In the beginning, God created all things, but the human being remained unfinished—stunted in the first Adam's apostasy. Since God purposed that our very nature be found in Divine likeness which is to love perfectly in freedom, God is thus limited by our willing participation in becoming what we are created to be. The Word became incarnate, yet the fully human Jesus remained in unbroken union with the full Divinity of His Father even through accusations, betrayal, injustice and a ridiculed death. "No one takes my life from me, but I lay it down of my own accord" (Jn. 10:18). This voluntary downward movement into death is the Cross. He was speaking of the creation of humankind when our Lord proclaimed from his cross, "it is finished" (Jn. 19:30).
To the measure that we take up our own cross then, we are acting with Grace in synergistic self-becoming. Through the cross we are working out our own salvation; we are becoming fully human. "Whoever loses his life for my sake will find it" (Matt. 16:25).
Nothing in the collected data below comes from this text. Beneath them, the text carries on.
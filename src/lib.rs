pub mod api;
pub mod cli;
pub mod config;
pub mod db;
pub mod error;
pub mod io;
pub mod models;
pub mod render;
pub mod store;
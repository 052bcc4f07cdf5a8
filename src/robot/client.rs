use crate::{ClientError, JointVector, ResultCode, ServiceState, Waypoint, WorkMode};

/// Operations the motion test needs from a robot controller.
///
/// Commands answer with the controller's `ResultCode`; an `Err` is a raised
/// fault (transport failure, malformed reply, remote exception).
#[allow(async_fn_in_trait)]
pub trait RobotClient {
    async fn initialize(&mut self) -> Result<(), ClientError>;
    async fn create_context(&mut self) -> Result<(), ClientError>;
    async fn destroy_context(&mut self) -> Result<(), ClientError>;
    async fn uninitialize(&mut self) -> Result<(), ClientError>;

    async fn connect(&mut self, host: &str, port: u16) -> Result<ResultCode, ClientError>;
    async fn disconnect(&mut self) -> Result<(), ClientError>;

    async fn get_robot_state(&mut self) -> Result<ServiceState, ClientError>;
    async fn get_work_mode(&mut self) -> Result<WorkMode, ClientError>;
    async fn get_current_waypoint(&mut self) -> Result<Option<Waypoint>, ClientError>;

    /// Power the arm and release the brakes.
    async fn robot_startup(&mut self, collision_class: u8) -> Result<ResultCode, ClientError>;
    async fn robot_shutdown(&mut self) -> Result<ResultCode, ClientError>;

    async fn init_profile(&mut self) -> Result<ResultCode, ClientError>;
    async fn set_joint_max_velocity(&mut self, limits: [f64; 6])
        -> Result<ResultCode, ClientError>;
    async fn set_joint_max_acceleration(
        &mut self,
        limits: [f64; 6],
    ) -> Result<ResultCode, ClientError>;

    /// With `blocking == false` the call returns once the controller has
    /// accepted the motion, not when the motion is done.
    async fn move_joint(
        &mut self,
        target: JointVector,
        blocking: bool,
    ) -> Result<ResultCode, ClientError>;
}
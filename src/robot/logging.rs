use std::io::Write;

/// Logs go to stderr so the operator console on stdout stays readable.
/// Level defaults to `info`; `RUST_LOG` overrides it.
pub fn initialize_env_logger() {
    let _ = env_logger::Builder::from_env(env_logger::Env::default().default_filter_or("info"))
        .format(|buf, record| {
            writeln!(
                buf,
                "[{} {:<5} {}] {}",
                buf.timestamp_millis(),
                record.level(),
                record.target(),
                record.args()
            )
        })
        .target(env_logger::Target::Stderr)
        .try_init();
}
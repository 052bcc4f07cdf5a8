use std::time::Duration;

use crate::MotionLimits;

pub static CONFIG_LOG_TARGET: &'static str = "motion_test_config";
pub static DEFAULT_AUBO_ADDRESS: &'static str = "192.168.1.10";
pub const DEFAULT_AUBO_PORT: u16 = 8899;
pub static CONFIRMATION_TOKEN: &'static str = "YES";

#[derive(Clone, Debug, PartialEq)]
pub struct MotionTestConfig {
    pub host: String,
    pub port: u16,
    pub confirmation: String,
    pub collision_class: u8,
    pub limits: MotionLimits,
    pub joint_index: usize,
    pub joint_offset: f64,
    pub poll_interval: Duration,
    pub ready_timeout: Duration,
    pub ready_settle: Duration,
    // Stands in for a motion-complete signal the controller never sends.
    pub motion_settle: Duration,
    pub dry_run: bool,
}

impl Default for MotionTestConfig {
    fn default() -> Self {
        MotionTestConfig {
            host: DEFAULT_AUBO_ADDRESS.to_string(),
            port: DEFAULT_AUBO_PORT,
            confirmation: CONFIRMATION_TOKEN.to_string(),
            collision_class: 6,
            limits: MotionLimits::default(),
            joint_index: 4,
            joint_offset: 0.5,
            poll_interval: Duration::from_millis(500),
            ready_timeout: Duration::from_secs(10),
            ready_settle: Duration::from_secs(1),
            motion_settle: Duration::from_secs(5),
            dry_run: false,
        }
    }
}

impl MotionTestConfig {
    /// Defaults with the endpoint and dry-run flag taken from
    /// `AUBO_ADDRESS`, `AUBO_PORT` and `MOTION_TEST_DRY_RUN`.
    pub fn from_env() -> Self {
        Self::from_lookup(|key| std::env::var(key).ok())
    }

    pub fn from_lookup(lookup: impl Fn(&str) -> Option<String>) -> Self {
        let mut config = MotionTestConfig::default();

        match lookup("AUBO_ADDRESS") {
            Some(address) if !address.trim().is_empty() => config.host = address.trim().to_string(),
            _ => {
                log::warn!(target: CONFIG_LOG_TARGET, "AUBO_ADDRESS is not set, using {}.", config.host);
            }
        }

        if let Some(val_str) = lookup("AUBO_PORT") {
            match val_str.trim().parse::<u16>() {
                Ok(port) => config.port = port,
                Err(e) => {
                    log::error!(target: CONFIG_LOG_TARGET, "Failed to parse AUBO_PORT value '{}' as port: {}", val_str, e);
                    log::error!(target: CONFIG_LOG_TARGET, "Setting AUBO_PORT to {}.", config.port);
                }
            }
        }

        if let Some(val_str) = lookup("MOTION_TEST_DRY_RUN") {
            match val_str.trim().to_lowercase().parse::<bool>() {
                Ok(b_val) => config.dry_run = b_val,
                Err(e) => {
                    log::error!(target: CONFIG_LOG_TARGET, "Failed to parse MOTION_TEST_DRY_RUN value '{}' as boolean: {}", val_str, e);
                    log::error!(target: CONFIG_LOG_TARGET, "Setting MOTION_TEST_DRY_RUN to false.");
                }
            }
        }

        config
    }

    pub fn address(&self) -> String {
        format!("{}:{}", self.host, self.port)
    }
}
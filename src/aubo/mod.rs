pub mod client;
pub mod protocol;
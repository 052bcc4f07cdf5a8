pub mod client;
pub mod config;
pub mod console;
pub mod driver;
pub mod error;
pub mod logging;
pub mod state;
pub mod structs;
pub mod stub;
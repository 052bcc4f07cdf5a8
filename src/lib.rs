pub mod robot;
pub use robot::client::*;
pub use robot::config::*;
pub use robot::console::*;
pub use robot::driver::*;
pub use robot::error::*;
pub use robot::logging::*;
pub use robot::state::*;
pub use robot::structs::*;
pub use robot::stub::*;

pub mod aubo;
pub use aubo::client::*;
use std::io::{self, BufRead, Write};

pub static CONSOLE_LOG_TARGET: &'static str = "operator_console";

/// Human-readable progress output for the operator. Write failures are
/// logged and otherwise ignored; losing console text never stops the test.
pub struct OperatorConsole<W: Write> {
    out: W,
}

impl<W: Write> OperatorConsole<W> {
    pub fn new(out: W) -> Self {
        OperatorConsole { out }
    }

    pub fn line(&mut self, text: impl AsRef<str>) {
        let result = writeln!(self.out, "{}", text.as_ref()).and_then(|_| self.out.flush());
        if let Err(e) = result {
            log::warn!(target: CONSOLE_LOG_TARGET, "Console write failed: {}", e);
        }
    }

    /// Text without a trailing newline, for status lines completed later.
    pub fn partial(&mut self, text: impl AsRef<str>) {
        let result = write!(self.out, "{}", text.as_ref()).and_then(|_| self.out.flush());
        if let Err(e) = result {
            log::warn!(target: CONSOLE_LOG_TARGET, "Console write failed: {}", e);
        }
    }

    pub fn banner(&mut self, title: &str) {
        let rule = "=".repeat(60);
        self.line(&rule);
        self.line(title);
        self.line(&rule);
    }

    pub fn into_inner(self) -> W {
        self.out
    }
}

/// Asks the operator to type `token`. Only an exact match (the line ending
/// excluded) counts as consent; end of input is a refusal.
pub fn confirm_operator<R: BufRead, W: Write>(
    input: &mut R,
    console: &mut OperatorConsole<W>,
    token: &str,
) -> io::Result<bool> {
    console.partial(format!(
        "\n⚠️  WARNING: This will move the robot!\nType '{token}' to continue: "
    ));

    // Compared as bytes so input that is not UTF-8 is a plain refusal.
    let mut answer = Vec::new();
    if input.read_until(b'\n', &mut answer)? == 0 {
        console.line("");
        return Ok(false);
    }
    let answer = answer
        .strip_suffix(b"\n")
        .map(|a| a.strip_suffix(b"\r").unwrap_or(a))
        .unwrap_or(&answer);

    Ok(answer == token.as_bytes())
}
This is the source of the early Christians' eagerness to embrace martyrdom: "I am God's wheat, and I am ground by the teeth of wild beasts that I may be found pure bread of Christ... when I shall have arrived there, I shall become a human being (anthropos). Allow me to follow the example of the passion of my God." (St. Ignatius of Antioch, 2nd century martyr).
To take up the sword in violence toward enemies is to reject our very self. We are all of us stunted creations in the apostasy of the first Adam, yet called to maturity through voluntary death and rebirth into the second Adam. Violence is therefore a rejection and obstruction of God's creative work. No matter how terrible the cross before us, we may freely take it up with the same joy as the first martyrs, for God longs to complete his creative work in us too.